Task goal ▸
Bring together every line in the data that includes "join".

Exercise input ▸
==========

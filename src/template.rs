//! Token substitution for the template pages.
//!
//! Pages are plain HTML containing `{{ TOKEN }}` placeholders. Matching is
//! case-insensitive and ignores whitespace inside the braces. All tokens are
//! replaced in a single pass, so substituted values are never scanned again.

use chrono::{DateTime, Utc};
use regex::{Captures, Regex};
use std::fs;
use std::path::Path;
use std::sync::LazyLock;
use tracing::{debug, info};

use crate::config::{INDEX_PAGE, PageSpec};
use crate::domain::TreeNode;
use crate::error::{BuildError, Result};

static TOKEN_PATTERN: LazyLock<Regex> = LazyLock::new(|| {
    Regex::new(r"(?i)\{\{\s*(TITLE|TIMESTAMP|NBCOUNT|TREE_JSON)\s*\}\}").unwrap()
});

/// Values shared by every page of one build.
#[derive(Debug, Clone)]
pub struct PageContext {
    pub title: String,
    pub timestamp: String,
    pub nb_count: usize,
    /// Already escaped for embedding in `<script>`.
    pub tree_json: String,
}

#[must_use]
pub fn escape_html(s: &str) -> String {
    let mut result = String::with_capacity(s.len());
    for c in s.chars() {
        match c {
            '&' => result.push_str("&amp;"),
            '<' => result.push_str("&lt;"),
            '>' => result.push_str("&gt;"),
            '"' => result.push_str("&quot;"),
            '\'' => result.push_str("&#x27;"),
            _ => result.push(c),
        }
    }
    result
}

pub fn format_timestamp(now: DateTime<Utc>) -> String {
    now.format("%Y-%m-%d %H:%M UTC").to_string()
}

/// JSON for the tree with `</` written as `<\/` so a `</script>` inside a
/// file name cannot close the surrounding script element.
pub fn tree_json(tree: &TreeNode) -> Result<String> {
    Ok(serde_json::to_string(tree)?.replace("</", "<\\/"))
}

/// Substitutes the tokens in `src`. `{{ TREE_JSON }}` is only replaced when
/// `with_tree` is set; otherwise it is left as written.
pub fn render_tokens(src: &str, context: &PageContext, with_tree: bool) -> String {
    let title = escape_html(&context.title);
    let nb_count = context.nb_count.to_string();
    TOKEN_PATTERN
        .replace_all(src, |caps: &Captures<'_>| {
            match caps[1].to_ascii_uppercase().as_str() {
                "TITLE" => title.clone(),
                "TIMESTAMP" => context.timestamp.clone(),
                "NBCOUNT" => nb_count.clone(),
                "TREE_JSON" if with_tree => context.tree_json.clone(),
                _ => caps[0].to_string(),
            }
        })
        .into_owned()
}

/// Fails when the template directory has no `index.html`.
pub fn check_template_dir(template_dir: &Path) -> Result<()> {
    let index_path = template_dir.join(INDEX_PAGE);
    if !index_path.is_file() {
        return Err(BuildError::MissingTemplate(index_path));
    }
    Ok(())
}

/// Renders every page of `pages` that exists in `template_dir` into
/// `output_dir` and returns the names written.
pub fn render_pages(
    template_dir: &Path,
    output_dir: &Path,
    pages: &[PageSpec],
    context: &PageContext,
) -> Result<Vec<String>> {
    let mut written = Vec::new();
    for page in pages {
        let page_path = template_dir.join(&page.file);
        if !page_path.is_file() {
            debug!(page = %page.file, "Template page not found, skipping");
            continue;
        }
        let src_html = fs::read_to_string(&page_path).map_err(|e| BuildError::io(&page_path, e))?;
        let html_doc = render_tokens(&src_html, context, page.tree);

        let out_path = output_dir.join(&page.file);
        fs::write(&out_path, html_doc).map_err(|e| BuildError::io(&out_path, e))?;
        info!(page = %page.file, "Wrote page");
        written.push(page.file.clone());
    }
    Ok(written)
}
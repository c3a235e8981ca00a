use chrono::Utc;
use clap::{ArgAction, Parser};
use std::path::{Path, PathBuf};
use tracing::info;

use crate::collect::{CollectOptions, collect_tree};
use crate::config::SiteConfig;
use crate::convert::{NbConvert, NotebookConverter};
use crate::domain::TreeNode;
use crate::error::{BuildError, Result};
use crate::fs::{copy_tree, prepare_output_dir, resolve_path};
use crate::template::{PageContext, check_template_dir, format_timestamp, render_pages, tree_json};

pub mod collect;
pub mod config;
pub mod convert;
pub mod domain;
pub mod error;
pub mod fs;
pub mod template;

#[derive(Parser, Debug)]
#[command(author, version, about = "Builds a static site from Jupyter notebooks and an HTML template", long_about = None)]
pub struct Args {
    /// Root of the repository holding the notebooks
    #[arg(long)]
    pub src: PathBuf,

    /// Path to the output directory
    #[arg(long)]
    pub out: PathBuf,

    /// Template directory (index.html plus optional pages, css/, assets/, js/)
    #[arg(long)]
    pub template: PathBuf,

    /// Site title [default: "Notebooks Tree — <src dir name>"]
    #[arg(long)]
    pub title: Option<String>,

    /// Execute notebooks before converting them
    #[arg(
        long,
        value_name = "true|false",
        action = ArgAction::Set,
        value_parser = parse_bool_flag,
        num_args = 0..=1,
        default_value = "false",
        default_missing_value = "true"
    )]
    pub execute: bool,

    /// YAML file overriding pages, asset dirs, ignored dirs and the converter
    #[arg(long)]
    pub config: Option<PathBuf>,

    /// Remove the output directory before building
    #[arg(long)]
    pub clean: bool,

    /// Log progress to stderr
    #[arg(short, long)]
    pub verbose: bool,
}

fn parse_bool_flag(value: &str) -> std::result::Result<bool, String> {
    if value.eq_ignore_ascii_case("true") {
        Ok(true)
    } else if value.eq_ignore_ascii_case("false") {
        Ok(false)
    } else {
        Err(format!("expected `true` or `false`, got `{value}`"))
    }
}

#[derive(Debug, Clone)]
pub struct BuildOptions {
    pub src: PathBuf,
    pub out: PathBuf,
    pub template: PathBuf,
    pub title: Option<String>,
    pub execute: bool,
    pub clean: bool,
    pub config: SiteConfig,
}

impl BuildOptions {
    pub fn new(src: impl Into<PathBuf>, out: impl Into<PathBuf>, template: impl Into<PathBuf>) -> Self {
        BuildOptions {
            src: src.into(),
            out: out.into(),
            template: template.into(),
            title: None,
            execute: false,
            clean: false,
            config: SiteConfig::default(),
        }
    }
}

impl Args {
    pub fn into_options(self) -> Result<BuildOptions> {
        let config = SiteConfig::load_or_default(self.config.as_deref())?;
        Ok(BuildOptions {
            src: self.src,
            out: self.out,
            template: self.template,
            title: self.title,
            execute: self.execute,
            clean: self.clean,
            config,
        })
    }
}

#[derive(Debug)]
pub struct BuildSummary {
    pub out: PathBuf,
    pub nb_count: usize,
    pub pages: Vec<String>,
    pub tree: TreeNode,
}

pub fn default_title(src: &Path) -> String {
    let name = src
        .file_name()
        .map(|n| n.to_string_lossy().into_owned())
        .unwrap_or_default();
    format!("Notebooks Tree — {name}")
}

/// Builds the site with the converter described by `options.config`.
pub fn build_site(options: &BuildOptions) -> Result<BuildSummary> {
    let converter = NbConvert::new(options.config.converter.clone());
    build_site_with(options, &converter)
}

pub fn build_site_with(
    options: &BuildOptions,
    converter: &dyn NotebookConverter,
) -> Result<BuildSummary> {
    info!("Building site...");

    // Nothing may be written before the template is known to be usable
    check_template_dir(&options.template)?;

    let src = std::fs::canonicalize(&options.src).map_err(|e| BuildError::io(&options.src, e))?;
    let out = resolve_path(&options.out)?;
    if options.clean {
        let template = resolve_path(&options.template)?;
        prepare_output_dir(&out, &[src.as_path(), template.as_path()])?;
    }

    let collected = collect_tree(
        &CollectOptions {
            src: &src,
            out: &out,
            execute: options.execute,
            ignore: &options.config.ignore,
        },
        converter,
    )?;

    std::fs::create_dir_all(&out).map_err(|e| BuildError::io(&out, e))?;

    let context = PageContext {
        title: options.title.clone().unwrap_or_else(|| default_title(&src)),
        timestamp: format_timestamp(Utc::now()),
        nb_count: collected.nb_count,
        tree_json: tree_json(&collected.tree)?,
    };
    let pages = render_pages(&options.template, &out, &options.config.pages, &context)?;

    for asset_dir in &options.config.assets {
        copy_tree(&options.template.join(asset_dir), &out.join(asset_dir))?;
    }

    info!("Site built successfully.");
    Ok(BuildSummary {
        out,
        nb_count: collected.nb_count,
        pages,
        tree: collected.tree,
    })
}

==========

Exercise answer ▸
    let index_path = template_dir.join(INDEX_PAGE);
        let page_path = template_dir.join(&page.file);
        let out_path = output_dir.join(&page.file);
        copy_tree(&options.template.join(asset_dir), &out.join(asset_dir))?;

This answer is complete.